Apenas pelo prazer da contradição? Por sermos, no âmago, rematados
patifes? Não creio! Agimos dessa maneira para defender nosso mundo
secreto dos olhares indiscretos dos que nos cercam.
Essa
dissimulação é uma autodefesa, um escudo, uma couraça cuja
eficácia, todavia, é contestável. Desconfio que nunca funciona a
contento. Deixamos escapar, aqui e ali, por gestos e palavras, o que
de fato somos e buscamos esconder com tamanho afinco. A tentativa,
sobretudo, é a de preservar a originalidade dos nossos sonhos e de
impedir, assim, que estes venham a ser maculados, e destarte
comprometidos, pela intrusão alheia.
Esse
teatro, em que se tornou (sabe Deus desde quando) a chamada vida
social, ora se constitui em tragédia (na maior parte do tempo), ora
em comédia, em que nosso lado patético (e o dos demais “atores”,
evidentemente) ressalta, sem que seja, sequer, percebido.
Falta
autenticidade na maioria dos relacionamentos, sejam de que natureza
forem.

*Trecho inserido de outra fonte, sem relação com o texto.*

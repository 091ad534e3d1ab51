use kernel_sync::SpinLock;
use std::sync::atomic::{AtomicUsize, Ordering};
use std::sync::{Arc, Barrier};
use std::{panic, thread};

#[test]
fn try_lock_fails_while_held() {
    let l = SpinLock::new(1u8);

    let g1 = l.try_lock();
    assert!(g1.is_some());
    assert!(l.is_locked());
    assert!(l.try_lock().is_none());

    drop(g1);
    assert!(!l.is_locked());
    assert!(l.try_lock().is_some());
}

#[test]
fn with_lock_releases_afterwards() {
    let l = SpinLock::new(vec![0x1000_u32]);
    let len = l.with_lock(|pages| {
        pages.push(0x2000);
        pages.len()
    });
    assert_eq!(len, 2);
    assert!(!l.is_locked());
    assert_eq!(l.into_inner(), vec![0x1000, 0x2000]);
}

#[test]
fn get_mut_allows_direct_mutation() {
    let mut l = SpinLock::new([0u32; 4]);
    l.get_mut()[3] = 7;
    assert_eq!(l.lock()[3], 7);
}

#[test]
fn contended_lock_is_exclusive() {
    let threads = 8;
    let iters = 5_000;

    let lock = Arc::new(SpinLock::new(0usize));
    let in_cs = Arc::new(AtomicUsize::new(0));
    let start = Arc::new(Barrier::new(threads));

    let handles: Vec<_> = (0..threads)
        .map(|_| {
            let lock = Arc::clone(&lock);
            let in_cs = Arc::clone(&in_cs);
            let start = Arc::clone(&start);
            thread::spawn(move || {
                start.wait();
                for _ in 0..iters {
                    lock.with_lock(|v| {
                        let prev = in_cs.fetch_add(1, Ordering::SeqCst);
                        assert_eq!(prev, 0, "mutual exclusion violated");
                        *v += 1;
                        in_cs.fetch_sub(1, Ordering::SeqCst);
                    });
                    thread::yield_now();
                }
            })
        })
        .collect();

    for h in handles {
        h.join().unwrap();
    }

    assert_eq!(lock.with_lock(|v| *v), threads * iters);
}

/// Scanners that skip busy shards still claim every slot exactly once.
#[test]
fn skipping_busy_shards_never_loses_a_slot() {
    const SHARDS: usize = 16;
    const SLOTS: usize = 64;
    let threads = 4;

    let shards: Arc<Vec<SpinLock<[bool; SLOTS]>>> =
        Arc::new((0..SHARDS).map(|_| SpinLock::new([false; SLOTS])).collect());
    let claimed = Arc::new(AtomicUsize::new(0));
    let start = Arc::new(Barrier::new(threads));

    let handles: Vec<_> = (0..threads)
        .map(|_| {
            let shards = Arc::clone(&shards);
            let claimed = Arc::clone(&claimed);
            let start = Arc::clone(&start);
            thread::spawn(move || {
                start.wait();
                loop {
                    let mut progress = false;
                    for shard in shards.iter() {
                        let Some(mut slots) = shard.try_lock() else {
                            progress = true;
                            continue;
                        };
                        if let Some(slot) = slots.iter_mut().find(|s| !**s) {
                            *slot = true;
                            claimed.fetch_add(1, Ordering::SeqCst);
                            progress = true;
                        }
                    }
                    if !progress {
                        break;
                    }
                }
            })
        })
        .collect();

    for h in handles {
        h.join().unwrap();
    }

    assert_eq!(claimed.load(Ordering::SeqCst), SHARDS * SLOTS);
    assert!(shards.iter().all(|s| s.lock().iter().all(|b| *b)));
}

#[test]
fn lock_is_released_on_panic() {
    let l = SpinLock::new(0u32);

    let res = panic::catch_unwind(panic::AssertUnwindSafe(|| {
        l.with_lock(|v| {
            *v = 123;
            panic!("boom");
        });
    }));
    assert!(res.is_err(), "expected panic");
    assert_eq!(l.with_lock(|v| *v), 123);
}

#[test]
fn spinlock_is_sync_for_send_t() {
    fn takes_sync<S: Sync>(_s: &S) {}
    let l = SpinLock::new(0u8);
    takes_sync(&l);
}
#[cfg(all(feature = "asm", target_arch = "x86"))]
use crate::{LoadRegisterUnsafe, StoreRegisterUnsafe};
use bitfield_struct::bitfield;

/// Architectural model of CR0 in protected mode.
///
/// Exposes all architecturally defined control bits as booleans
/// and keeps all reserved bits forced to 0.
#[bitfield(u32)]
pub struct Cr0 {
    /// Bit 0: Protection Enable (PE).
    ///
    /// - 0: Real mode (no paging, no protection).
    /// - 1: Protected mode (required for paging).
    pub pe_protection_enable: bool,

    /// Bit 1: Monitor Coprocessor (MP).
    ///
    /// Controls interaction of WAIT/FWAIT with TS in CR0 for x87.
    pub mp_monitor_coprocessor: bool,

    /// Bit 2: Emulation (EM).
    ///
    /// - 1: No x87 present; all x87 instructions fault.
    /// - 0: x87 instructions executed normally.
    pub em_emulation: bool,

    /// Bit 3: Task Switched (TS).
    ///
    /// Set on task switch; used to manage x87/SSE lazy state.
    pub ts_task_switched: bool,

    /// Bit 4: Extension Type (ET).
    ///
    /// Historically distinguished 287 vs 387; on modern CPUs this
    /// should be 1 and effectively behaves as a reserved bit.
    pub et_extension_type: bool,

    /// Bit 5: Numeric Error (NE).
    ///
    /// - 1: x87 errors reported via exceptions (#MF).
    /// - 0: x87 errors signaled via external IRQ 13 (legacy).
    pub ne_numeric_error: bool,

    /// Bits 6–15: Reserved (must be 0).
    ///
    /// Kept private and defaulted to 0.
    #[bits(10, default = 0)]
    _reserved_6_15: u16,

    /// Bit 16: Write Protect (WP).
    ///
    /// When set, supervisor code must respect user/supervisor
    /// read-only pages; when clear, supervisor may write them.
    pub wp_write_protect: bool,

    /// Bit 17: Reserved (must be 0).
    #[bits(default = 0)]
    _reserved_17: bool,

    /// Bit 18: Alignment Mask (AM).
    ///
    /// With CR0.AM=1 and RFLAGS.AC=1, unaligned accesses in
    /// ring 3 may raise #AC.
    pub am_alignment_mask: bool,

    /// Bits 19–28: Reserved (must be 0).
    #[bits(10, default = 0)]
    _reserved_19_28: u16,

    /// Bit 29: Not-Write-Through (NW).
    ///
    /// Controls write-through behavior together with CD.
    pub nw_not_write_through: bool,

    /// Bit 30: Cache Disable (CD).
    ///
    /// When set, disables caching (with caveats; usually used
    /// only during firmware / early bring-up).
    pub cd_cache_disable: bool,

    /// Bit 31: Paging (PG).
    ///
    /// - 0: Paging disabled.
    /// - 1: Paging enabled (requires PE=1).
    pub pg_paging: bool,
}

#[cfg(all(feature = "asm", target_arch = "x86"))]
impl LoadRegisterUnsafe for Cr0 {
    unsafe fn load_unsafe() -> Self {
        let mut cr0: u32;
        unsafe {
            core::arch::asm!("mov {}, cr0", out(reg) cr0, options(nomem, nostack, preserves_flags));
        }
        Self::from_bits(cr0)
    }
}

#[cfg(all(feature = "asm", target_arch = "x86"))]
impl StoreRegisterUnsafe for Cr0 {
    unsafe fn store_unsafe(self) {
        let cr0 = self.into_bits();
        unsafe {
            core::arch::asm!("mov cr0, {}", in(reg) cr0, options(nostack, preserves_flags));
        }
    }
}

#[cfg(test)]
mod tests {
    use super::*;

    #[test]
    fn paging_is_the_top_bit() {
        let cr0 = Cr0::new().with_pe_protection_enable(true).with_pg_paging(true);
        assert_eq!(cr0.into_bits(), 0x8000_0001);
    }
}
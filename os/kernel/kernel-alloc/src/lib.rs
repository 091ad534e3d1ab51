//! # Kernel Memory Allocation
//!
//! Block managers for physical frames and paging-area pages, the free-list
//! heap, and the [`MemoryService`] the rest of the kernel talks to.
//!
//! ## Architecture Overview
//!
//! ```text
//! ┌─────────────────────────────────────────────────────┐
//! │                  MemoryService                      │
//! │    • map / unmap / map_io / page faults             │
//! │    • address space lifecycle                        │
//! └──────┬──────────────────┬──────────────────┬────────┘
//!        │                  │                  │
//! ┌──────▼───────┐  ┌───────▼────────┐  ┌──────▼────────────┐
//! │ PageFrame-   │  │ PagingArea-    │  │ VirtualAddress-   │
//! │ Allocator    │  │ Manager        │  │ Space (kernel-    │
//! │ (tiered)     │  │ (pool of 128)  │  │ vmem)             │
//! └──────┬───────┘  └───────┬────────┘  └──────┬────────────┘
//!        │                  │                  │
//! ┌──────▼───────┐  ┌───────▼────────┐  ┌──────▼────────────┐
//! │ TableMemory- │  │ BitmapMemory-  │  │ FreeListHeap      │
//! │ Manager      │  │ Manager        │  │ (per space)       │
//! └──────────────┘  └────────────────┘  └───────────────────┘
//! ```
//!
//! ## Core Components
//!
//! ### Block managers ([`BlockMemoryManager`])
//! * [`TableMemoryManager`]: two-level, sharded, reference-counted; the
//!   metadata comes from another block manager and is materialized lazily.
//! * [`PageFrameAllocator`]: physical frames, preferring memory above the
//!   ISA DMA boundary, then above the kernel image.
//! * [`PagingAreaManager`]: page-table pages from a pool of backed pages.
//! * [`BitmapMemoryManager`]: a flat bitmap, first fit.
//! * [`FreeListHeap`]: byte-granular; page-sized blocks through the trait.
//!
//! ### Memory service ([`MemoryService`])
//! Owns the managers and the address spaces once bootstrap is done.
//!
//! ## Failure Model
//!
//! Exhaustion is reported as `None` wherever a caller can do something
//! about it. Broken invariants, like a use count wrapping or a page mapped
//! twice, fire a [`KernelFault`](kernel_info::fault::KernelFault) and halt.
//!
//! ## Testing
//!
//! All managers reach memory through the [`Mmu`](kernel_vmem::Mmu) seam; the
//! tests run them over `kernel_vmem::soft::SoftMmu`.

#![cfg_attr(not(any(test, doctest)), no_std)]
#![allow(unsafe_code, clippy::cast_possible_truncation)]

extern crate alloc;

mod bitmap;
mod block;
mod free_list;
mod memory_service;
mod page_frame;
mod paging_area;
mod table;

pub use crate::bitmap::BitmapMemoryManager;
pub use crate::block::{BlockAddress, BlockMemoryManager};
pub use crate::free_list::{FreeListHeap, GRANULE};
pub use crate::memory_service::{AddressSpace, MemoryService, MemoryStatus};
pub use crate::page_frame::PageFrameAllocator;
pub use crate::paging_area::PagingAreaManager;
pub use crate::table::{
    AllocationTableEntry, MIN_BITMAP_BLOCK_SIZE, ReferenceTableEntry, TableIndex,
    TableMemoryManager,
};
//! # Fatal Kernel Faults
//!
//! A broken memory-management invariant leaves nothing to recover, so these
//! errors are never returned. [`KernelFault::fire`] logs the diagnostic and
//! panics; the kernel's panic handler halts the machine.

use thiserror::Error;

#[derive(Debug, Copy, Clone, Eq, PartialEq, Error)]
pub enum KernelFault {
    /// Bad construction parameters or a request no caller may make.
    #[error("invalid argument: {0}")]
    InvalidArgument(&'static str),
    /// No physical frame is left where the caller cannot proceed without one.
    #[error("out of memory: {0}")]
    OutOfMemory(&'static str),
    /// The paging-area pool ran dry.
    #[error("out of paging memory: {0}")]
    OutOfPagingMemory(&'static str),
    /// Double mapping, use-count wrap or page-table corruption.
    #[error("paging error: {0}")]
    PagingError(&'static str),
    /// An operation outside of its valid lifecycle window.
    #[error("illegal state: {0}")]
    IllegalState(&'static str),
    /// An access through a null pointer.
    #[error("null pointer access: {0}")]
    NullPointer(&'static str),
}

impl KernelFault {
    /// Report the fault and stop.
    #[cold]
    #[track_caller]
    pub fn fire(self) -> ! {
        log::error!("{self}");
        panic!("{self}");
    }
}
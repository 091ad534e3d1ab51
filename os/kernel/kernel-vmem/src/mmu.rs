use kernel_info::memory::PAGE_SIZE;
use kernel_memory_addresses::{PhysicalAddress, VirtualAddress};

/// Access to memory through the processor's current translation, plus the
/// few control operations paging code needs.
///
/// Before paging is enabled, virtual addresses are physical addresses.
pub trait Mmu: Sync {
    /// Pointer through which the kernel reaches `va` in the active address space.
    ///
    /// Computing the pointer is safe; dereferencing it requires `va` to be
    /// mapped and to hold a `T`.
    fn virt_to_ptr<T>(&self, va: VirtualAddress) -> *mut T;

    /// Load `directory` as the active page directory (CR3).
    ///
    /// # Safety
    /// The directory must map the code and data the kernel is executing from.
    unsafe fn load_directory(&self, directory: PhysicalAddress);

    /// Turn on paging (CR0.PG).
    ///
    /// # Safety
    /// A directory that identity maps the running code must be loaded.
    unsafe fn enable_paging(&self);

    fn paging_enabled(&self) -> bool;

    /// Drop the TLB entry of the page containing `va` on the executing CPU.
    fn invalidate_page(&self, va: VirtualAddress);

    /// Fill the page at `va` with zeros.
    ///
    /// # Safety
    /// `va` must be a mapped, writable page no one else references.
    unsafe fn zero_page(&self, va: VirtualAddress) {
        unsafe {
            self.virt_to_ptr::<u8>(va)
                .write_bytes(0, PAGE_SIZE as usize);
        }
    }
}

/// A page table page, reachable by the kernel at `virt` and by the MMU at `phys`.
#[derive(Debug, Copy, Clone, Eq, PartialEq)]
pub struct PageTableFrame {
    pub virt: VirtualAddress,
    pub phys: PhysicalAddress,
}

/// Source of page-table pages for [`VirtualAddressSpace`](crate::VirtualAddressSpace).
pub trait PageTableAlloc {
    /// A zeroed page for a page table or directory, or `None` if the paging
    /// area is exhausted.
    fn allocate_page_table(&self) -> Option<PageTableFrame>;

    /// Return a page obtained from [`allocate_page_table`](Self::allocate_page_table).
    fn free_page_table(&self, frame: PageTableFrame);
}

Faltam clareza, transparência e verdade. Quem levantou, com
muita sensibilidade, este tema, foi Luísa Levinson, parceira de
Jorge Luiz Borges na coletânea de contos “La Hermana de Heloísa”
(que, creio, não foi traduzida para o português e nem publicada no
Brasil), que, em determinado trecho escreveu: “Sabe-se que, para
viver em sociedade, homens e mulheres procuram máscaras, ou se
escondem no que chamamos personalidade, para defender seu mundo
secreto e preservar a infância dos sonhos”.
Quanto
mais racionais nos tornamos (ou julgamos nos tornar), mais temos que
aprender, e nos acostumar, a conviver com a solidão. E essa
convivência, quase sempre, nos é intolerável. Optamos, via de
regra, por dissimular o que somos, pensamos ou queremos, apenas para
não ficarmos sós. Ou seja, aceitamos as regras, vestimos nossa
máscara, para, dessa maneira, participar desse grande baile, dessa
imensa farsa.
Ademais,
nossa evolução (quando ocorre) não é acompanhada,
necessariamente, pela dos que nos rodeiam. Estes, muitas vezes, até
regridem, o que é mais comum do que se pensa. Entregam-se a
superstições, escondem-se no álcool, nas drogas, ou em diversões
baratas e banais, que não passam de perda de tempo, evitando o
incômodo encontro consigo próprias, numa tentativa desesperada (e
inútil) de preencher esse vazio na alma que sentem, mas não sabem
definir. Não suportam encarar suas fraquezas, patifarias e defeitos.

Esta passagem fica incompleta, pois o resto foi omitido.